Physical and Metabolic Characteristics of Persons With Diabetes and Prediabetes

Review
In: Diabetes in America. 3rd edition. Bethesda (MD): National Institute of Diabetes and Digestive and Kidney Diseases (US); 2018 Aug. CHAPTER 9.

Excerpt

This chapter provides a description of physical and metabolic characteristics of persons with diabetes and prediabetes and is based primarily on data from the National Health and Nutrition Examination Surveys 2005–2010. The 2010 American Diabetes Association guidelines were used to define undiagnosed diabetes and prediabetes. Among participants with diabetes, mean glycosylated hemoglobin (A1c) concentrations were highest in those with diagnosed diabetes treated by insulin or oral diabetes medication (7.4%), followed by undiagnosed diabetes defined by A1c or fasting plasma glucose (6.9%), and lowest among those with untreated diagnosed diabetes (6.3%) and undiagnosed diabetes defined by A1c, fasting plasma glucose, or 2-hour plasma glucose (6.3%). Mean fasting plasma glucose concentrations were highest in those with treated diabetes (153 mg/dL) and undiagnosed diabetes defined by A1c or fasting plasma glucose (149 mg/dL) and generally lower among those with untreated diagnosed diabetes (137 mg/dL) and undiagnosed diabetes defined by A1c, fasting plasma glucose, or 2-hour plasma glucose (130 mg/dL). Mean 2-hour plasma glucose concentrations were higher in those with undiagnosed diabetes (243 mg/dL for A1c and fasting plasma glucose definition; 235 mg/dL for A1c, fasting plasma glucose, and 2-hour plasma glucose definition) than in people with untreated diagnosed diabetes (183 mg/dL; 2-hour plasma glucose was not measured in participants with treated diagnosed diabetes). Participants with prediabetes by definition had lower A1c, fasting plasma glucose, and 2-hour plasma glucose concentrations than those with diabetes, and participants with normal glucose regulation had the lowest concentrations. Mean fasting insulin concentrations were generally higher in people with undiagnosed diabetes than in people with diagnosed diabetes (insulin users were excluded). Participants with prediabetes generally had lower fasting insulin concentrations than those with undiagnosed diabetes, and those with normal glucose regulation had the lowest fasting insulin concentrations.

The prevalence of family history of diabetes was generally highest among people with diagnosed diabetes (69%), followed by undiagnosed diabetes (49% for A1c and fasting plasma glucose definition; 45% for A1c, fasting plasma glucose, and 2-hour plasma glucose definition), and was lowest in those with prediabetes (39%) and normal glucose regulation (33%). People with diabetes had higher mean body mass index and systolic blood pressure than people with prediabetes, and those with normal glucose regulation had the lowest means.
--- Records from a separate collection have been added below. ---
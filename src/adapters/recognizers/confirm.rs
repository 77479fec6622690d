use serde_json::Value;

use crate::ports::{Recognizer, TurnContext};

const YES: &[&str] = &["yes", "y", "yeah", "yep", "sure", "ok", "okay", "ja", "oui", "si", "sí"];
const NO: &[&str] = &["no", "n", "nope", "nah", "nein", "non"];

/// Recognizes a yes/no answer as a JSON boolean.
#[derive(Debug, Clone, Copy, Default)]
pub struct ConfirmRecognizer;

impl Recognizer for ConfirmRecognizer {
    fn recognize(&self, turn: &dyn TurnContext, _locale: &str) -> Option<Value> {
        let answer = turn
            .text()
            .trim()
            .trim_end_matches(|c: char| c.is_ascii_punctuation())
            .to_lowercase();

        if YES.contains(&answer.as_str()) {
            Some(Value::Bool(true))
        } else if NO.contains(&answer.as_str()) {
            Some(Value::Bool(false))
        } else {
            None
        }
    }
}
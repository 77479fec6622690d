//! Prompt text configuration.

use serde::{Deserialize, Serialize};
use serde_json::Value;

use crate::domain::dialog::DialogError;
use crate::domain::foundation::{DialogId, ValidationError};

/// What a prompt says on its first attempt and on retries.
#[derive(Debug, Clone, PartialEq, Eq, Serialize, Deserialize)]
#[serde(rename_all = "camelCase")]
pub struct PromptOptions {
    pub prompt: String,
    #[serde(default, skip_serializing_if = "Option::is_none")]
    pub retry_prompt: Option<String>,
    #[serde(default, skip_serializing_if = "Option::is_none")]
    pub speak: Option<String>,
    #[serde(default, skip_serializing_if = "Option::is_none")]
    pub retry_speak: Option<String>,
}

impl PromptOptions {
    pub fn new(prompt: impl Into<String>) -> Self {
        Self {
            prompt: prompt.into(),
            retry_prompt: None,
            speak: None,
            retry_speak: None,
        }
    }

    pub fn with_retry_prompt(mut self, retry_prompt: impl Into<String>) -> Self {
        self.retry_prompt = Some(retry_prompt.into());
        self
    }

    pub fn with_speak(mut self, speak: impl Into<String>) -> Self {
        self.speak = Some(speak.into());
        self
    }

    pub fn with_retry_speak(mut self, retry_speak: impl Into<String>) -> Self {
        self.retry_speak = Some(retry_speak.into());
        self
    }

    /// Text and speech to send for an attempt.
    ///
    /// Retries use the retry variant when one is configured and fall back
    /// to the primary prompt otherwise.
    pub fn output_for(&self, is_retry: bool) -> (&str, Option<&str>) {
        match (&self.retry_prompt, is_retry) {
            (Some(retry), true) => (retry.as_str(), self.retry_speak.as_deref()),
            _ => (self.prompt.as_str(), self.speak.as_deref()),
        }
    }

    pub fn validate(&self) -> Result<(), ValidationError> {
        if self.prompt.trim().is_empty() {
            return Err(ValidationError::empty_field("prompt"));
        }
        Ok(())
    }

    /// Decode begin args: either a bare string or a full options object.
    pub(crate) fn from_args(dialog_id: &DialogId, args: Option<Value>) -> Result<Self, DialogError> {
        let options = match args {
            None | Some(Value::Null) => {
                return Err(DialogError::MissingPromptOptions(dialog_id.clone()))
            }
            Some(Value::String(text)) => Self::new(text),
            Some(other) => serde_json::from_value(other)
                .map_err(|e| DialogError::InvalidState(format!("prompt options: {}", e)))?,
        };
        if let Err(e) = options.validate() {
            tracing::warn!(dialog_id = %dialog_id, error = %e, "prompt begun with blank text");
            return Err(DialogError::MissingPromptOptions(dialog_id.clone()));
        }
        Ok(options)
    }
}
The relationship between diabetes and cholesterol level differed by age group. Mean levels of total cholesterol, low-density lipoprotein (LDL) cholesterol, and triglycerides were generally higher in people with diabetes age 20–44 years than in people with prediabetes or normal glucose regulation. Conversely, mean levels of total cholesterol, LDL cholesterol, and triglycerides were generally lower in people with diabetes age 45–64 years than those with prediabetes or normal glucose regulation. The prevalence of C-reactive protein ≥10 mg/L was generally higher among people with diabetes than among people with prediabetes, and people with normal glucose regulation generally had the lowest prevalence. Women with diagnosed diabetes had a higher age-standardized mean number of live births than women who had not been diagnosed with diabetes. Individuals with diagnosed diabetes reported a higher prevalence of fair or poor health than those with prediabetes or normal glucose regulation.